* _Work order_: The answer is every line in the data below that contains the word "open".

==== Data supplied

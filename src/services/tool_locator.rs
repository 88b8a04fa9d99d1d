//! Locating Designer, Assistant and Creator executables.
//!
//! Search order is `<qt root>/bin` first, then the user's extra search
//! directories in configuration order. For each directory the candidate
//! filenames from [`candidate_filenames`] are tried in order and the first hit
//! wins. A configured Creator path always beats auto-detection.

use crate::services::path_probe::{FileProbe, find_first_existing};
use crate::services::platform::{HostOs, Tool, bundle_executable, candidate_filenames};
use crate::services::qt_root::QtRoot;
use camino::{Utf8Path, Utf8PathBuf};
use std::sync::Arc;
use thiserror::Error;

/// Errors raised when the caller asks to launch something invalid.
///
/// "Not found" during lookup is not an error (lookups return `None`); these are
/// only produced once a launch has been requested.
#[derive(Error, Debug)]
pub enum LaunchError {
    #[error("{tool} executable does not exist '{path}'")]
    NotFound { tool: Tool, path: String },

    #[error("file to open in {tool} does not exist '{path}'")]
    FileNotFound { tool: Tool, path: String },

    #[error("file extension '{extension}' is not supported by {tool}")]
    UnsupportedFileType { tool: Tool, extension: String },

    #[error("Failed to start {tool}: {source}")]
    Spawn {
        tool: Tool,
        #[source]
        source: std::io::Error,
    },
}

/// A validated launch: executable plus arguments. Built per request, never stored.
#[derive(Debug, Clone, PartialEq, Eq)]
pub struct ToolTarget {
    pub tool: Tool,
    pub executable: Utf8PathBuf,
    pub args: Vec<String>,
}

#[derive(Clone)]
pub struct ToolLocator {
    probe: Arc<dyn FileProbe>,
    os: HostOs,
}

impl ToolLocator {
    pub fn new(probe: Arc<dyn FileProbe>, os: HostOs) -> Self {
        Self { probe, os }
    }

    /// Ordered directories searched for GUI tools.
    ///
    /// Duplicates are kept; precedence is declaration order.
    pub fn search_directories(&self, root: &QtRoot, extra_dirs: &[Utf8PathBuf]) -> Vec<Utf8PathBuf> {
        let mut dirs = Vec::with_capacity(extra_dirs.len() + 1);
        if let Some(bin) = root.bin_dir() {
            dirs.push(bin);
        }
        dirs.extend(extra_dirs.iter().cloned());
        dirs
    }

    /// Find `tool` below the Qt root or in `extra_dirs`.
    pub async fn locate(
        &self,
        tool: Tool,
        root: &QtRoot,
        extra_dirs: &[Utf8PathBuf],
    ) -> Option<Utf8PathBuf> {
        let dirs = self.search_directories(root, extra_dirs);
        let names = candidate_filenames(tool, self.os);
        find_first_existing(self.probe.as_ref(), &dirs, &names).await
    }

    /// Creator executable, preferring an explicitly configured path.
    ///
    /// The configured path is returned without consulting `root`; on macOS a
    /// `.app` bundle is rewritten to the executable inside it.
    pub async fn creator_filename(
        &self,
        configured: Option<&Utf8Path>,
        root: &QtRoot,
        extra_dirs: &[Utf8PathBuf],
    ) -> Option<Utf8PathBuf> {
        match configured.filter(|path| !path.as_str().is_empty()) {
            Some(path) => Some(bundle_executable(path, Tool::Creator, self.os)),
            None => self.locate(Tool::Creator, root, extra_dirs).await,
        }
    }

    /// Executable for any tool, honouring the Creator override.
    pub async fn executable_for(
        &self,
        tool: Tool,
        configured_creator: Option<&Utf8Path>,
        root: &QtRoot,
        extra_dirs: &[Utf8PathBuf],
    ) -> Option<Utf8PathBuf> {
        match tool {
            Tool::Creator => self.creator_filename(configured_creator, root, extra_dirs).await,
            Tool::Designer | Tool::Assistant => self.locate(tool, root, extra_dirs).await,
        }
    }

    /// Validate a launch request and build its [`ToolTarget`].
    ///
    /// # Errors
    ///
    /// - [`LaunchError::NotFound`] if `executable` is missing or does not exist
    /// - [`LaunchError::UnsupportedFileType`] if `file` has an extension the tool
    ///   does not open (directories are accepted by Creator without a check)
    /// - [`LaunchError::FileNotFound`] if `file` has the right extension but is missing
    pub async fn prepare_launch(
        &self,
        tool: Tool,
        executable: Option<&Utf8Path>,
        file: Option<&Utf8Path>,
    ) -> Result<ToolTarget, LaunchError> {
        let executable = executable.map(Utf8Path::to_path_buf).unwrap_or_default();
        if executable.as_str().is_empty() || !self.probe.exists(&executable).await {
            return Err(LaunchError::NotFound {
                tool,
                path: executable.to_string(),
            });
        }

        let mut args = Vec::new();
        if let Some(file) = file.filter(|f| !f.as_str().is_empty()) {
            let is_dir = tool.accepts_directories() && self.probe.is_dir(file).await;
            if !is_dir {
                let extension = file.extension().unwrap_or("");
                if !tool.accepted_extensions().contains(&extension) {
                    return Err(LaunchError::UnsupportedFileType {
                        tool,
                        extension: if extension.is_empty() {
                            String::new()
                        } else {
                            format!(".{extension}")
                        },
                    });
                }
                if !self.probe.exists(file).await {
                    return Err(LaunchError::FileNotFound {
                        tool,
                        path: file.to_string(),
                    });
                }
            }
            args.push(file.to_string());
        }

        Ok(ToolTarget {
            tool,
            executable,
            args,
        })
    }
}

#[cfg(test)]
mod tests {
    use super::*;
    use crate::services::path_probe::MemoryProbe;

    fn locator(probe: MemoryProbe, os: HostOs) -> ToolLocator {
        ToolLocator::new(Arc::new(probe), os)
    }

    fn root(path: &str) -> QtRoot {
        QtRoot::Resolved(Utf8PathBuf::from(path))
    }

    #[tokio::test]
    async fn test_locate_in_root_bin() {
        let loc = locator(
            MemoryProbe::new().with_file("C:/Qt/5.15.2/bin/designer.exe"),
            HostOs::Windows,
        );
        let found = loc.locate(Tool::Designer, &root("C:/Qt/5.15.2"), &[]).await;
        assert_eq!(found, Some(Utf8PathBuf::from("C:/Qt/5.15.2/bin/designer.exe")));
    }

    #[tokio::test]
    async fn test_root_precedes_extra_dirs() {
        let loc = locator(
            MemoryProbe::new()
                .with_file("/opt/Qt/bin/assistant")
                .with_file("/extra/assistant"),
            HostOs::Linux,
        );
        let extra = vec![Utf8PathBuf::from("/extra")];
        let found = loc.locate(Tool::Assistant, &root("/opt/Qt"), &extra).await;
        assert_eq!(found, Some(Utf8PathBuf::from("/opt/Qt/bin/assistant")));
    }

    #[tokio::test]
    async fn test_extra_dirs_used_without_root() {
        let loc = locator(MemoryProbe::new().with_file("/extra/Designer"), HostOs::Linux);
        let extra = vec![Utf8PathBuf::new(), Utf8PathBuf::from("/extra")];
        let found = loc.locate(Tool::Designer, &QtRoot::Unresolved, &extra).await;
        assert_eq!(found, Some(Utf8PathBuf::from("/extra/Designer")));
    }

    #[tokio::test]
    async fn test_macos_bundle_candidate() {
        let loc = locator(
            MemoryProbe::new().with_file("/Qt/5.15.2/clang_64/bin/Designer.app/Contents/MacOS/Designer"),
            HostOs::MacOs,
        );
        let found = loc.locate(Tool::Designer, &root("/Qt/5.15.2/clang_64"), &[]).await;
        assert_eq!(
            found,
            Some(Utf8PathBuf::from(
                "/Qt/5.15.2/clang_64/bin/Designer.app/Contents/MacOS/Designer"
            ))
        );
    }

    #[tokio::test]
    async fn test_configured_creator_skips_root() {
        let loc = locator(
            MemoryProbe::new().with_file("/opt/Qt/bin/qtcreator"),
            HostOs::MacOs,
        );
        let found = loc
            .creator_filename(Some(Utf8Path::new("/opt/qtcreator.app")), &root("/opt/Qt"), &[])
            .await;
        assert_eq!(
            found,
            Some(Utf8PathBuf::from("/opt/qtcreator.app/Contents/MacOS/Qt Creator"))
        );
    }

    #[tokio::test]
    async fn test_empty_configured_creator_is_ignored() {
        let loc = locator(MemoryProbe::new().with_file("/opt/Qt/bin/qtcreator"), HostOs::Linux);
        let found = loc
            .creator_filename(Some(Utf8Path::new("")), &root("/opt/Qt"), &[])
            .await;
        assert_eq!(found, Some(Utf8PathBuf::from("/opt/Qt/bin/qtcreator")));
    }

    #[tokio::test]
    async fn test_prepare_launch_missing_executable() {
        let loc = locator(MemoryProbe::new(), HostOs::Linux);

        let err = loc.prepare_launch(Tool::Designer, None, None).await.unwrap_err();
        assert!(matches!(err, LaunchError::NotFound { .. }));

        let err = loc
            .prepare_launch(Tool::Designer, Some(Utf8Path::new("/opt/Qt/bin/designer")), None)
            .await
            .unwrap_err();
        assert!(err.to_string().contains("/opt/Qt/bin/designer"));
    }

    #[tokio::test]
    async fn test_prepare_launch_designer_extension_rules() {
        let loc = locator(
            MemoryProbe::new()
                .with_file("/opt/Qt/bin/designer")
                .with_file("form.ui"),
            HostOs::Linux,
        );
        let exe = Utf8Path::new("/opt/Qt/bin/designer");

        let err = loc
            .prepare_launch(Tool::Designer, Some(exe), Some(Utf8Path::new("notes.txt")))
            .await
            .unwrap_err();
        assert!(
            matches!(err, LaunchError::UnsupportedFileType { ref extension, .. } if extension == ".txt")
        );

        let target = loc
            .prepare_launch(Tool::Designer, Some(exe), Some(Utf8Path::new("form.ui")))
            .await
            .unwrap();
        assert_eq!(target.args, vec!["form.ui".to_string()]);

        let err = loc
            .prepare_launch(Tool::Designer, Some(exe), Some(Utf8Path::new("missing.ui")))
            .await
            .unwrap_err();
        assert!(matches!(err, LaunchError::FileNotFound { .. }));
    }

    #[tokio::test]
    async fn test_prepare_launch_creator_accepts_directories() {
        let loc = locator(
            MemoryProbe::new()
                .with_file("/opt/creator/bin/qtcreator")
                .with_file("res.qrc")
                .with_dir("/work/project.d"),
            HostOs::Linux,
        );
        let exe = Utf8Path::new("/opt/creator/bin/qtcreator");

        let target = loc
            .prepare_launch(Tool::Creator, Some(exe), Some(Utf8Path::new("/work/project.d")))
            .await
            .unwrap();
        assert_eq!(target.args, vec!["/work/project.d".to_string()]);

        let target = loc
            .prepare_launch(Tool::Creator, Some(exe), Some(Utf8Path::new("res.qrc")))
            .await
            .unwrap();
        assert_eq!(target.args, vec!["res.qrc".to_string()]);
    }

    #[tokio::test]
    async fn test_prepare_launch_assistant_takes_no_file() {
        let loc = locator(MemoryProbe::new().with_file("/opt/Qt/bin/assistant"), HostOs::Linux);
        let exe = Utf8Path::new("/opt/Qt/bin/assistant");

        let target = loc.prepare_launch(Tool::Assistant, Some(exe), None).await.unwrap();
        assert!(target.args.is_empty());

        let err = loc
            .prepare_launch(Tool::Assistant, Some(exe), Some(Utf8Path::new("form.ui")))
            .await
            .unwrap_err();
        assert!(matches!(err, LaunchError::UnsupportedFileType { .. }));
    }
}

========

* _Task answer_:
    #[error("file to open in {tool} does not exist '{path}'")]
    ///   does not open (directories are accepted by Creator without a check)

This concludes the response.